22 September 2014

Subic cuts container-port fees by more than 80%

The Subic Bay Metropolitan Authority (SBMA) has announced the reduction of port charges at the New Container Terminal (NCT) here by more than 80 percent effective on October 1.

SBMA Chairman Roberto Garcia said in a news conference on Friday that the agency will reduce the harbor fee at both NCT-1 and NCT-2 from the current $0.046 per gross register tonnage (GRT) to $0.008, and the berthing fee from $0.0345 per GRT per day to only $0.004.

Garcia said Subic’s container terminals and the extension port in Batangas will impose the new unified rates to attract more shipping lines, as well as to support President Aquino’s initiative to ease port congestion in Manila.

Before the implementation of the new rates, the Port of Batangas charged a harbor fee of $0.0810 per GRT and a berthing fee of $0.0390 per GRT per day.

“In the case of Subic, the new harbor fee is 83 percent lower than the regular rates here, while the new berthing fee is 88 percent lower,” Garcia pointed out in Friday’s briefing.

“However, the reduced rates will be applicable only at the NCT-1 and NCT-2, and not at the other ports in Subic,” Garcia added.

The NCT-1 is currently being used by regular shippers like Yokohama Tires and HLD Pipes, while NCT-2 has recently been declared, along with the Port of Batangas, as an extension of the Port of Manila under Executive Order 172.

Garcia also clarified that the reduced rates at NCT will be effective for the next six months from October 1. “After that, the rates will increase a little for the next six months, but will still be lower than the regular rates today,” he added, ticking off the second phase of unified Subic-Batangas extension port rates at $0.0410 for harbor fees and $0.0200 for berthing fees.

Garcia said that, in reducing port fees at the NCT, the SBMA expects to lose as much as $10 million to $15 million.

“But we hope to recoup the losses in the long run, as we’re also doing this to encourage new lines to come over, as well as to show our appreciation to existing shipping lines that had stuck with Subic in all its lean years,” he added.

In the same occasion, Garcia unveiled a proactive market positioning program for the Port of Subic to further attract both shippers and shipping lines to the Subic Bay Freeport.

This includes continuous communication with stakeholders like shipping lines, locators and port users; establishment of a simplified accreditation process for port-related services like trucking, freight-forwarding and customs brokerage; systems integration for real-time monitoring and management of container inventory bound for NCT-1; and enactment of domestic tariff for local shipping lines for companies that ship from Subic to other domestic ports.

He also bared other plans to further develop Subic as a center for maritime trade.
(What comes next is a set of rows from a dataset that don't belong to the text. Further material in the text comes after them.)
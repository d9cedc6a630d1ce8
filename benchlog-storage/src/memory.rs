//! In-memory storage backend.
//!
//! All state sits behind one `RwLock`, so every multi-step operation
//! (link replacement, cascading delete) runs inside a single write-lock
//! critical section and is atomic with respect to other callers.

use ::async_trait::async_trait;
use benchlog_core::{
    sort_for_listing, Attachment, BenchError, BenchResult, Entity, EntityKind, Equipment,
    ExperimentRecord, ExperimentTemplate, Facility, LinkKind, LinkSet, NewAttachment, NewUser,
    Reagent, RowId, SearchQuery, Searchable, Sop, StorageError, User,
};
use chrono::Utc;
use std::collections::{BTreeMap, BTreeSet};
use std::sync::{Arc, RwLock, RwLockReadGuard, RwLockWriteGuard};

use crate::{AttachmentStore, EntityStore, LabStore, LinkStore, SearchStore, UserStore};

// ============================================================================
// TABLES
// ============================================================================

/// One table with its own id sequence.
#[derive(Debug, Clone)]
pub struct Table<T> {
    rows: BTreeMap<RowId, T>,
    next_id: RowId,
}

impl<T> Default for Table<T> {
    fn default() -> Self {
        Self {
            rows: BTreeMap::new(),
            next_id: 1,
        }
    }
}

impl<T> Table<T> {
    fn issue_id(&mut self) -> RowId {
        let id = self.next_id;
        self.next_id += 1;
        id
    }

    pub fn len(&self) -> usize {
        self.rows.len()
    }

    pub fn is_empty(&self) -> bool {
        self.rows.is_empty()
    }
}

/// Whole store state. Link sets are `(record_id, target_id)` pairs, so the
/// composite key is unique by construction.
#[derive(Debug, Default)]
pub struct StoreState {
    facilities: Table<Facility>,
    equipment: Table<Equipment>,
    reagents: Table<Reagent>,
    sops: Table<Sop>,
    templates: Table<ExperimentTemplate>,
    records: Table<ExperimentRecord>,
    attachments: Table<Attachment>,
    users: Table<User>,
    equipment_links: BTreeSet<(RowId, RowId)>,
    reagent_links: BTreeSet<(RowId, RowId)>,
}

impl StoreState {
    fn links(&self, kind: LinkKind) -> &BTreeSet<(RowId, RowId)> {
        match kind {
            LinkKind::Equipment => &self.equipment_links,
            LinkKind::Reagent => &self.reagent_links,
        }
    }

    fn links_mut(&mut self, kind: LinkKind) -> &mut BTreeSet<(RowId, RowId)> {
        match kind {
            LinkKind::Equipment => &mut self.equipment_links,
            LinkKind::Reagent => &mut self.reagent_links,
        }
    }

    fn target_exists(&self, kind: LinkKind, id: RowId) -> bool {
        match kind {
            LinkKind::Equipment => self.equipment.rows.contains_key(&id),
            LinkKind::Reagent => self.reagents.rows.contains_key(&id),
        }
    }
}

/// Maps an entity type to its table inside [`StoreState`].
pub trait MemoryTable: Entity {
    fn table(state: &StoreState) -> &Table<Self>;
    fn table_mut(state: &mut StoreState) -> &mut Table<Self>;

    /// Runs inside the delete critical section, before the row is removed.
    fn on_delete(state: &mut StoreState, id: RowId) {
        if let Some(kind) = LinkKind::targeting(Self::KIND) {
            state.links_mut(kind).retain(|&(_, target)| target != id);
        }
    }
}

macro_rules! memory_table {
    ($entity:ty, $field:ident) => {
        impl MemoryTable for $entity {
            fn table(state: &StoreState) -> &Table<Self> {
                &state.$field
            }

            fn table_mut(state: &mut StoreState) -> &mut Table<Self> {
                &mut state.$field
            }
        }
    };
}

memory_table!(Facility, facilities);
memory_table!(Equipment, equipment);
memory_table!(Reagent, reagents);
memory_table!(Sop, sops);
memory_table!(ExperimentTemplate, templates);

impl MemoryTable for ExperimentRecord {
    fn table(state: &StoreState) -> &Table<Self> {
        &state.records
    }

    fn table_mut(state: &mut StoreState) -> &mut Table<Self> {
        &mut state.records
    }

    fn on_delete(state: &mut StoreState, id: RowId) {
        for kind in LinkKind::ALL {
            state.links_mut(kind).retain(|&(record_id, _)| record_id != id);
        }
    }
}

// ============================================================================
// STORE
// ============================================================================

/// In-memory storage for tests and single-process development.
#[derive(Debug, Clone, Default)]
pub struct InMemoryStore {
    state: Arc<RwLock<StoreState>>,
}

impl InMemoryStore {
    /// Create an empty store.
    pub fn new() -> Self {
        Self::default()
    }

    fn read(&self) -> BenchResult<RwLockReadGuard<'_, StoreState>> {
        self.state
            .read()
            .map_err(|_| BenchError::Storage(StorageError::LockPoisoned))
    }

    fn write(&self) -> BenchResult<RwLockWriteGuard<'_, StoreState>> {
        self.state
            .write()
            .map_err(|_| BenchError::Storage(StorageError::LockPoisoned))
    }

    /// Number of rows of one entity type.
    pub fn count<E: MemoryTable>(&self) -> BenchResult<usize> {
        Ok(E::table(&*self.read()?).len())
    }

    /// Total link rows of one kind, across all records.
    pub fn link_count(&self, kind: LinkKind) -> BenchResult<usize> {
        Ok(self.read()?.links(kind).len())
    }

    fn modify<E: MemoryTable>(&self, id: RowId, change: impl FnOnce(&mut E)) -> BenchResult<E> {
        let mut state = self.write()?;
        let row = E::table_mut(&mut state)
            .rows
            .get_mut(&id)
            .ok_or_else(|| BenchError::not_found(E::KIND, id))?;
        change(row);
        Ok(row.clone())
    }
}

#[async_trait]
impl<E: MemoryTable> EntityStore<E> for InMemoryStore {
    async fn get(&self, id: RowId) -> BenchResult<Option<E>> {
        Ok(E::table(&*self.read()?).rows.get(&id).cloned())
    }

    async fn list(&self) -> BenchResult<Vec<E>> {
        let mut rows: Vec<E> = E::table(&*self.read()?).rows.values().cloned().collect();
        sort_for_listing(&mut rows);
        Ok(rows)
    }

    async fn create(&self, draft: E::Draft) -> BenchResult<E> {
        E::check_draft(&draft)?;
        let mut state = self.write()?;
        let table = E::table_mut(&mut state);
        let id = table.issue_id();
        let row = E::from_draft(id, draft, Utc::now());
        table.rows.insert(id, row.clone());
        Ok(row)
    }

    async fn update(&self, id: RowId, patch: E::Patch) -> BenchResult<E> {
        E::check_patch(&patch)?;
        self.modify(id, |row: &mut E| row.apply_patch(patch, Utc::now()))
    }

    async fn replace(&self, id: RowId, draft: E::Draft) -> BenchResult<E> {
        E::check_draft(&draft)?;
        self.modify(id, |row: &mut E| row.replace(draft, Utc::now()))
    }

    async fn delete(&self, id: RowId) -> BenchResult<()> {
        let mut state = self.write()?;
        if !E::table(&state).rows.contains_key(&id) {
            return Err(BenchError::not_found(E::KIND, id));
        }
        E::on_delete(&mut state, id);
        E::table_mut(&mut state).rows.remove(&id);
        Ok(())
    }
}

#[async_trait]
impl LinkStore for InMemoryStore {
    async fn linked_ids(&self, record_id: RowId, kind: LinkKind) -> BenchResult<Vec<RowId>> {
        let state = self.read()?;
        Ok(state
            .links(kind)
            .range((record_id, RowId::MIN)..=(record_id, RowId::MAX))
            .map(|&(_, target)| target)
            .collect())
    }

    async fn replace_links(
        &self,
        record_id: RowId,
        kind: LinkKind,
        links: &LinkSet,
    ) -> BenchResult<()> {
        let mut state = self.write()?;

        if !state.records.rows.contains_key(&record_id) {
            return Err(BenchError::not_found(EntityKind::Record, record_id));
        }
        if let Some(&missing) = links.ids().iter().find(|&&id| !state.target_exists(kind, id)) {
            return Err(BenchError::not_found(kind.target(), missing));
        }

        let set = state.links_mut(kind);
        set.retain(|&(owner, _)| owner != record_id);
        set.extend(links.ids().iter().map(|&target| (record_id, target)));
        tracing::debug!(record_id, %kind, linked = links.ids().len(), "link set replaced");
        Ok(())
    }
}

#[async_trait]
impl<E: MemoryTable + Searchable> SearchStore<E> for InMemoryStore {
    async fn search(&self, query: &SearchQuery) -> BenchResult<Vec<E>> {
        let mut rows: Vec<E> = E::table(&*self.read()?)
            .rows
            .values()
            .filter(|row| row.matches(query.needle()))
            .cloned()
            .collect();
        sort_for_listing(&mut rows);
        Ok(rows)
    }
}

#[async_trait]
impl AttachmentStore for InMemoryStore {
    async fn attachment_create(&self, new: NewAttachment) -> BenchResult<Attachment> {
        let mut state = self.write()?;
        let id = state.attachments.issue_id();
        let attachment = Attachment::from_new(id, new, Utc::now());
        state.attachments.rows.insert(id, attachment.clone());
        Ok(attachment)
    }

    async fn attachments_for(
        &self,
        kind: EntityKind,
        entity_id: RowId,
    ) -> BenchResult<Vec<Attachment>> {
        let state = self.read()?;
        Ok(state
            .attachments
            .rows
            .values()
            .filter(|a| a.entity_type == kind && a.entity_id == entity_id)
            .cloned()
            .collect())
    }
}

#[async_trait]
impl UserStore for InMemoryStore {
    async fn user_by_email(&self, email: &str) -> BenchResult<Option<User>> {
        let state = self.read()?;
        Ok(state.users.rows.values().find(|u| u.email == email).cloned())
    }

    async fn user_create(&self, new: NewUser) -> BenchResult<User> {
        let mut state = self.write()?;
        if state.users.rows.values().any(|u| u.email == new.email) {
            return Err(BenchError::Storage(StorageError::Duplicate {
                entity_type: EntityKind::User,
                reason: format!("email {} is already registered", new.email),
            }));
        }
        let id = state.users.issue_id();
        let user = User::from_new(id, new, Utc::now());
        state.users.rows.insert(id, user.clone());
        Ok(user)
    }
}

#[async_trait]
impl LabStore for InMemoryStore {
    async fn ping(&self) -> BenchResult<()> {
        self.read().map(|_| ())
    }
}

// ============================================================================
// TESTS
// ============================================================================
These include the development of a P2.1-billion bypass road to be used exclusively for the transport of container vans here; the establishment of a one-stop shop to facilitate release of shipments and minimize corruption; installation of fiber-optic system dedicated for the Subic seaport; the expansion of a gatepass management system; and the implementation of the Subic Bay Greenport Program.

Garcia said Subic’s NCT has lately experienced a spike in container traffic, with projections of 70,000 containers this year compared to 38,000 last year, ever since overstaying containers in Manila ports were moved to Subic for temporary storage. (Henry EmpeƱo, BusinessMirror)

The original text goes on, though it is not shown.